++++ Task material

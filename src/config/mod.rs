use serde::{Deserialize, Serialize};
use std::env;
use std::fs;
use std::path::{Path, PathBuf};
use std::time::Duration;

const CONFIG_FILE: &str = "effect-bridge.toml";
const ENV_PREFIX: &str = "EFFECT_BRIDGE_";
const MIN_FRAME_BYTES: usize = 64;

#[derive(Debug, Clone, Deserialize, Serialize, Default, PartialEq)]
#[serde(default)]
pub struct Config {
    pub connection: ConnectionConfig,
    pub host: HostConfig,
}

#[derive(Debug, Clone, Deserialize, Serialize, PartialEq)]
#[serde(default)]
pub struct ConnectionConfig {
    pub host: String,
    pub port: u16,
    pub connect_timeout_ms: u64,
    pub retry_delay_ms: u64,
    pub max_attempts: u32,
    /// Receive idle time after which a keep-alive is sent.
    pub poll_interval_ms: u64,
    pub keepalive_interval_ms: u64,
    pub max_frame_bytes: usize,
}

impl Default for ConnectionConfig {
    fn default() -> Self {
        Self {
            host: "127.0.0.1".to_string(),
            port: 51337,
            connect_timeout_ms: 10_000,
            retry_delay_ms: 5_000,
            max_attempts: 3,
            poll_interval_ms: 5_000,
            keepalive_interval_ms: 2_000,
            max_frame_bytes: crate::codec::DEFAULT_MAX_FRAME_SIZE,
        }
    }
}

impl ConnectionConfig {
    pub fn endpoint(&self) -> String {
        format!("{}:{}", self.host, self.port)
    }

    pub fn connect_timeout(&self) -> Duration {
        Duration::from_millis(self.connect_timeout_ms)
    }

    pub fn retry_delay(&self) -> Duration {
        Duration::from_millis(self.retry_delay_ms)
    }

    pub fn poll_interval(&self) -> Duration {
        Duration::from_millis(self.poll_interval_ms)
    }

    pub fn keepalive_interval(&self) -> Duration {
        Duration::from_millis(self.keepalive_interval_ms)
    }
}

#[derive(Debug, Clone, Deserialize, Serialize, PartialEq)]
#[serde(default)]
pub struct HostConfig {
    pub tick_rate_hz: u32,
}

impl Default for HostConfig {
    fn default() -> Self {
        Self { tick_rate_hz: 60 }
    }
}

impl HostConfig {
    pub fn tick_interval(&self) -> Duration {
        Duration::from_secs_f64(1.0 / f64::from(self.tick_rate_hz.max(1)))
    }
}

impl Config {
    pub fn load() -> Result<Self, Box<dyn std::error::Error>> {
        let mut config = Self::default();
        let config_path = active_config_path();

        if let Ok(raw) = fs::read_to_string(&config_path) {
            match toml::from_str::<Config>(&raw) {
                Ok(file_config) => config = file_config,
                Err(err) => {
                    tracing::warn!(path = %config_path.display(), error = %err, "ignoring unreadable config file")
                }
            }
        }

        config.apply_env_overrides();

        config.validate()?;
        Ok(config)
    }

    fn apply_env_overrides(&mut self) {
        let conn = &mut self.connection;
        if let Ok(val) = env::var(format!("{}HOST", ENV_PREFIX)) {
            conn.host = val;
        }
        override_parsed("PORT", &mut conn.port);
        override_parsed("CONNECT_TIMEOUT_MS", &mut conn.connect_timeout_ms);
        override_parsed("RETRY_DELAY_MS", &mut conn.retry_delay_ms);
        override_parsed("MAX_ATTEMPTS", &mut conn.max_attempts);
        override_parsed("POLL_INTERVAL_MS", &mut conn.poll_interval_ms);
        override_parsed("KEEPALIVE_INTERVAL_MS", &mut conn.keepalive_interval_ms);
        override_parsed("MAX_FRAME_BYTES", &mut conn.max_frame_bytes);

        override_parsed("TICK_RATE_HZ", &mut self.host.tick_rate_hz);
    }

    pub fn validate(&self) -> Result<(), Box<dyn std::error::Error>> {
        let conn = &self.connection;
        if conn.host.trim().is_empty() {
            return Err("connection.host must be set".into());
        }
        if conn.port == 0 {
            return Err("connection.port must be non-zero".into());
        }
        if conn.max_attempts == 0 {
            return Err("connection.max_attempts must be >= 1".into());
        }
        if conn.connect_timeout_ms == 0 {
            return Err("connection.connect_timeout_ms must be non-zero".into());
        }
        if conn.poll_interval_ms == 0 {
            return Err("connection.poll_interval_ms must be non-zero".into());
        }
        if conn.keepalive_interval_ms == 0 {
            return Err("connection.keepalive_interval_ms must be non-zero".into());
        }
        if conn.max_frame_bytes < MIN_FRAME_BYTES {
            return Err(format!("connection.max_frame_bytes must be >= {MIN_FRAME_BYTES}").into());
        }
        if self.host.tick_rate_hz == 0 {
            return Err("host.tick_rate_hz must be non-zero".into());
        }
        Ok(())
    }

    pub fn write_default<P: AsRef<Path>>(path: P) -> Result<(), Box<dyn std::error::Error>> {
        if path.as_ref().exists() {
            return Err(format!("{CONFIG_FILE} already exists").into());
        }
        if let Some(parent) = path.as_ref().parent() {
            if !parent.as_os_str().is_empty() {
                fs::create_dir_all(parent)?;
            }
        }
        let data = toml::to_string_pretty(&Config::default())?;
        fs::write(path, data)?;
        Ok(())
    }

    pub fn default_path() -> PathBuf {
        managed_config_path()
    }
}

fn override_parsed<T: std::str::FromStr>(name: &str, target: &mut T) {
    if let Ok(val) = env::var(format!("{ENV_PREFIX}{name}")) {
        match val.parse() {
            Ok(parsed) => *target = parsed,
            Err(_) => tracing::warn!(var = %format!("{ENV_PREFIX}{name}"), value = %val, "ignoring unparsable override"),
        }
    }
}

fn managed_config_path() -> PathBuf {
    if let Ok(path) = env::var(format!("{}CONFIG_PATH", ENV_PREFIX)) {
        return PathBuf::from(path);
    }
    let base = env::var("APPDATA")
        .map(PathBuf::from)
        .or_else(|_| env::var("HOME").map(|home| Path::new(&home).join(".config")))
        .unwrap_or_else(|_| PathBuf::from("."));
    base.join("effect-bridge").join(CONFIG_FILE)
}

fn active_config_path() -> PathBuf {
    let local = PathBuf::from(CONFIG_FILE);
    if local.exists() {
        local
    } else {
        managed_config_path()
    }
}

++++++++

-- Problem requirements --
Copy out all lines from the records where the word "const" appears.

-- Solved problem --
const CONFIG_FILE: &str = "effect-bridge.toml";
const ENV_PREFIX: &str = "EFFECT_BRIDGE_";
const MIN_FRAME_BYTES: usize = 64;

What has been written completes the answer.